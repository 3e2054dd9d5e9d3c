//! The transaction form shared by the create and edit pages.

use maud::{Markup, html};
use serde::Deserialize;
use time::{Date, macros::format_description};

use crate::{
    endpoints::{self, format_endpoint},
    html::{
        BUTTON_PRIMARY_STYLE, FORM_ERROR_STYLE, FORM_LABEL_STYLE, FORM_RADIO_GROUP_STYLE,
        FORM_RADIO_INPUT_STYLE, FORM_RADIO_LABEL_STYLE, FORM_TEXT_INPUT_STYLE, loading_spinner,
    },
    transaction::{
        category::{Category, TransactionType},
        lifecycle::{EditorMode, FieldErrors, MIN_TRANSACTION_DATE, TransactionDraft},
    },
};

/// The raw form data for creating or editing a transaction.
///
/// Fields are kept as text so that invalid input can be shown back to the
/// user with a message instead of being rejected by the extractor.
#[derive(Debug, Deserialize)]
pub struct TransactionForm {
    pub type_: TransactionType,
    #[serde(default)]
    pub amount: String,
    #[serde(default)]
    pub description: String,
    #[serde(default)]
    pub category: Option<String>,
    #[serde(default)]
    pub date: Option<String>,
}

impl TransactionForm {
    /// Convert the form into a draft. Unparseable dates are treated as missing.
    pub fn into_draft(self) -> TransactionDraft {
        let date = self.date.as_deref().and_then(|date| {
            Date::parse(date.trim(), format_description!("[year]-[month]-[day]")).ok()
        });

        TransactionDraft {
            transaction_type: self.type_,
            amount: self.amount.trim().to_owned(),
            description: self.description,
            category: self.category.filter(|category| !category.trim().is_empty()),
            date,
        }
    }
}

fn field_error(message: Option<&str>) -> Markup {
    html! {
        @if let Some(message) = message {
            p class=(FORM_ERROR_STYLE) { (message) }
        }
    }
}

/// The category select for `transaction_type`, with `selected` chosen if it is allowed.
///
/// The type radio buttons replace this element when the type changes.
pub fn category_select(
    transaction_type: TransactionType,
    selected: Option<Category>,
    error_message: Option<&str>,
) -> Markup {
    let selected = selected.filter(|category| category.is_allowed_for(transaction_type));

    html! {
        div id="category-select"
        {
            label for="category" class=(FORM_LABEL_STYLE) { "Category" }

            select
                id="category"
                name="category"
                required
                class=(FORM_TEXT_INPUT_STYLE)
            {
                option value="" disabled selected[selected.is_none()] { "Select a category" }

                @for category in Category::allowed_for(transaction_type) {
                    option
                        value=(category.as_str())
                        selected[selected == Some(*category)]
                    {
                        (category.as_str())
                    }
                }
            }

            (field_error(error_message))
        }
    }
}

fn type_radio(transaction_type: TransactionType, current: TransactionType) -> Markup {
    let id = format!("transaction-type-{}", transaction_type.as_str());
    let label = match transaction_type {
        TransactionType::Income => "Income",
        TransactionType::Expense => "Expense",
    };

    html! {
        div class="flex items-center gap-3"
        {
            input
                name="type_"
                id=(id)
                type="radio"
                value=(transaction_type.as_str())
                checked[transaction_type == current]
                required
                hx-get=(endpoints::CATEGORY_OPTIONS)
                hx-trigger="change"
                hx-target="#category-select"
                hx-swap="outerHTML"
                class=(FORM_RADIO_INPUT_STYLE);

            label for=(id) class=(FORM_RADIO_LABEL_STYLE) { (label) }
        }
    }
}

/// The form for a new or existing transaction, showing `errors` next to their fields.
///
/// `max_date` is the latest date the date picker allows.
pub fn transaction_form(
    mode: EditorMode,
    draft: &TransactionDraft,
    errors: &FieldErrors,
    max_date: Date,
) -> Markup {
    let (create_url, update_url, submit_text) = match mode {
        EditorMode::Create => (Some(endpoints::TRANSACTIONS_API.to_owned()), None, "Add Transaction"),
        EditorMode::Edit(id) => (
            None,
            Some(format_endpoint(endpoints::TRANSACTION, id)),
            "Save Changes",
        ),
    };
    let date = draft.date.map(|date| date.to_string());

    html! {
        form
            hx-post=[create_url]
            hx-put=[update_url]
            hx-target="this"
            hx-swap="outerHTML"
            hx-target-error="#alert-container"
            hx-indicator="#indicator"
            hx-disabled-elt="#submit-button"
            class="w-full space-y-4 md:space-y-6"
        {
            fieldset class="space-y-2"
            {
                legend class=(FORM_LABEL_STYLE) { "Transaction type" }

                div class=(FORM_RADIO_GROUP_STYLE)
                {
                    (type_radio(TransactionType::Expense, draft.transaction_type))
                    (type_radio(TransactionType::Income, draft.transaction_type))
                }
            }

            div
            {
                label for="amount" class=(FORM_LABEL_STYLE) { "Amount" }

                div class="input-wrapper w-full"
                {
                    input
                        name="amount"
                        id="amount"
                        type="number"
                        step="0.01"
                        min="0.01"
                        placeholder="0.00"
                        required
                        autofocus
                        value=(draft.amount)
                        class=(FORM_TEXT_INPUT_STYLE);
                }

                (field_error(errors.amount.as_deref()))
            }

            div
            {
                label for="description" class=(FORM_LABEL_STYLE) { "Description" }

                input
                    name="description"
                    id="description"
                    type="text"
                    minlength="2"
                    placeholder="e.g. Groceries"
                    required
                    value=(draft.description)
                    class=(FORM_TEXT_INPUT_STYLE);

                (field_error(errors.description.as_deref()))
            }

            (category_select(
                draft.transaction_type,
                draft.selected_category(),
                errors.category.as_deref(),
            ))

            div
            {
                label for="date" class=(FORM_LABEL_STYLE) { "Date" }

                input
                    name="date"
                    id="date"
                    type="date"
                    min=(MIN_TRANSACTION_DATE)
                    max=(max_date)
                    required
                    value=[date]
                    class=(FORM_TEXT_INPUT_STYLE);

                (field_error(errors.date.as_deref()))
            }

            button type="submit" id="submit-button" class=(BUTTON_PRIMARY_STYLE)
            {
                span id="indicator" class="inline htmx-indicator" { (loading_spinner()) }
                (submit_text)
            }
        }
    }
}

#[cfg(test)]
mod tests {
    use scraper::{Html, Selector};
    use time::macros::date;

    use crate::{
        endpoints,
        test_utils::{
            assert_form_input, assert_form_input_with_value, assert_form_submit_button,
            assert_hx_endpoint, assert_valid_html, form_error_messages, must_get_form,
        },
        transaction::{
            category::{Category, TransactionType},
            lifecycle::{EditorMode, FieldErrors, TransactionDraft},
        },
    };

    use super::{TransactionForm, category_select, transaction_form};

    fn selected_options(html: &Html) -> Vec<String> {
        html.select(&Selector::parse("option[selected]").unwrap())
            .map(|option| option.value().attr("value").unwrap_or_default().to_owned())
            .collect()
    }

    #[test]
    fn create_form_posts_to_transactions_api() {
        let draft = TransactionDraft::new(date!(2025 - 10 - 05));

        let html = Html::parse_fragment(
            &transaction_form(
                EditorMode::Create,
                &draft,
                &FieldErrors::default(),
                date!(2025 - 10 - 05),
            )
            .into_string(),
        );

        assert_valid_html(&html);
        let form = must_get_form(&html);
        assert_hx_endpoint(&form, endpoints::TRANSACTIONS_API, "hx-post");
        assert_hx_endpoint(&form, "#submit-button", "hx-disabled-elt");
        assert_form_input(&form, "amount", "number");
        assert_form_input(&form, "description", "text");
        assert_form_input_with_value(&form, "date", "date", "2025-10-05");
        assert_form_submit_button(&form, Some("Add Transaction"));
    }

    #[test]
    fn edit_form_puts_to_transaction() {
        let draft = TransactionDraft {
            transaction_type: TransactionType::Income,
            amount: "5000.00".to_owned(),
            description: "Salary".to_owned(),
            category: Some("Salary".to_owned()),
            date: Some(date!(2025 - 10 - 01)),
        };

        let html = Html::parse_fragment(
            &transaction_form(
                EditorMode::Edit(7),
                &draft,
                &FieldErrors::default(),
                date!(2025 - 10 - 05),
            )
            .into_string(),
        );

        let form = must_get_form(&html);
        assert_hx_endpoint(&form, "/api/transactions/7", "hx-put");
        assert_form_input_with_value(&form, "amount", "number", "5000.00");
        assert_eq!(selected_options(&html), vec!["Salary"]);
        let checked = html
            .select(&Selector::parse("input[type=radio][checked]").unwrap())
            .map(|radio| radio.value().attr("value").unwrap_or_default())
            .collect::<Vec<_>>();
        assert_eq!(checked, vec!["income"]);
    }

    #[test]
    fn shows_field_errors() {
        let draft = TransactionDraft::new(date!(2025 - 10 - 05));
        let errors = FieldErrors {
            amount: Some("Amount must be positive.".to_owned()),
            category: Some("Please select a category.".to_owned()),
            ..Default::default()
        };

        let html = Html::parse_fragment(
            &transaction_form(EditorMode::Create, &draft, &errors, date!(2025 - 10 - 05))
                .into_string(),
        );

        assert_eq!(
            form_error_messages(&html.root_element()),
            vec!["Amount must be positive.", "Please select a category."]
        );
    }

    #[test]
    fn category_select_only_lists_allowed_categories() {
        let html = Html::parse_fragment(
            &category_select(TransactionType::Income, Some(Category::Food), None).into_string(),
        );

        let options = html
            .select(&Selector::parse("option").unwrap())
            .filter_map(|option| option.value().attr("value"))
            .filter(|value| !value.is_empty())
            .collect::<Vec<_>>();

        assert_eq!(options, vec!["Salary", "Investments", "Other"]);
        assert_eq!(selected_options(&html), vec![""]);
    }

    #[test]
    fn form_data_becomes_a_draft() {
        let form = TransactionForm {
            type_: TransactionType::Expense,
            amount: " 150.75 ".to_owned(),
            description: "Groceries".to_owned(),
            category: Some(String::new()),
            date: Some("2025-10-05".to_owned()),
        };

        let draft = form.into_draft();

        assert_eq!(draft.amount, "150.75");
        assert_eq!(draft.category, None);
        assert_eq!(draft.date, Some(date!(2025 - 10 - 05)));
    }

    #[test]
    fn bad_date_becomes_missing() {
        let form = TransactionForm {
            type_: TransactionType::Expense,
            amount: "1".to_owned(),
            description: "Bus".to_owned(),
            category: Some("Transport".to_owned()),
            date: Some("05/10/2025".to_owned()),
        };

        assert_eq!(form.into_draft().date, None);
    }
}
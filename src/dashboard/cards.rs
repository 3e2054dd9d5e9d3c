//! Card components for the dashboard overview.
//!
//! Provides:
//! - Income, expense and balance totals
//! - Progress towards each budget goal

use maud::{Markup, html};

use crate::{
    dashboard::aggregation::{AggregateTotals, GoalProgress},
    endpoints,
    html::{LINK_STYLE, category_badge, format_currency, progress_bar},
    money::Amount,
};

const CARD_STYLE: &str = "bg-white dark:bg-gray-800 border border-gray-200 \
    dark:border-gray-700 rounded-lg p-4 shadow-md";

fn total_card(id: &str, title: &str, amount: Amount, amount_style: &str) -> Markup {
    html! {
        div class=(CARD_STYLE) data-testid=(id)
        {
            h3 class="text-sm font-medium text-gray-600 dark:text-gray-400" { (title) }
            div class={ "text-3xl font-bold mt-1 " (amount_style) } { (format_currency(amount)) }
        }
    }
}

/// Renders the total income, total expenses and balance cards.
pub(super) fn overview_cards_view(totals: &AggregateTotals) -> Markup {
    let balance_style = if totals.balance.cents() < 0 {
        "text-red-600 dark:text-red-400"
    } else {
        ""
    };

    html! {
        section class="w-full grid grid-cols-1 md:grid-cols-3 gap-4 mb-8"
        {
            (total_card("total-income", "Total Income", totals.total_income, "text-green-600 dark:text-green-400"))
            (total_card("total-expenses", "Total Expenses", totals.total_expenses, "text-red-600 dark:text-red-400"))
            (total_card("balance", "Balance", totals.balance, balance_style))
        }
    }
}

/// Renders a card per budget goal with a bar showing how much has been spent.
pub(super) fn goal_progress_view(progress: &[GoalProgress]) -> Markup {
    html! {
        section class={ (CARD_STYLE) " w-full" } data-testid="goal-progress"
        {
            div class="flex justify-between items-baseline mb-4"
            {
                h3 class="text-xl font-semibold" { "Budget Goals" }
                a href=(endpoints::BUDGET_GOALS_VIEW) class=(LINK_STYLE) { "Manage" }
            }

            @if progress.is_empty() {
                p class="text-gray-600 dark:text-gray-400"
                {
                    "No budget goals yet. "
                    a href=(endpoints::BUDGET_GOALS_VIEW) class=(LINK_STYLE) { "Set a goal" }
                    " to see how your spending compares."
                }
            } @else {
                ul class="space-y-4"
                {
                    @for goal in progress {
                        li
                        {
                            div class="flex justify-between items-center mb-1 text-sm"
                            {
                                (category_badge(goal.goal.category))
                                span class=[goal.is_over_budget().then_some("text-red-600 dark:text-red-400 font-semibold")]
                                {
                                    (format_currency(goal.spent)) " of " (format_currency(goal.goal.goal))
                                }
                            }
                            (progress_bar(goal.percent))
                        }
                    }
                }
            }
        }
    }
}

---

- _WHAT IS BEING ASKED_: What lines in the entries above include the string "placeholder"? Return each one.

- _ANSWER SPACE_:
                        placeholder="0.00"
                    placeholder="e.g. Groceries"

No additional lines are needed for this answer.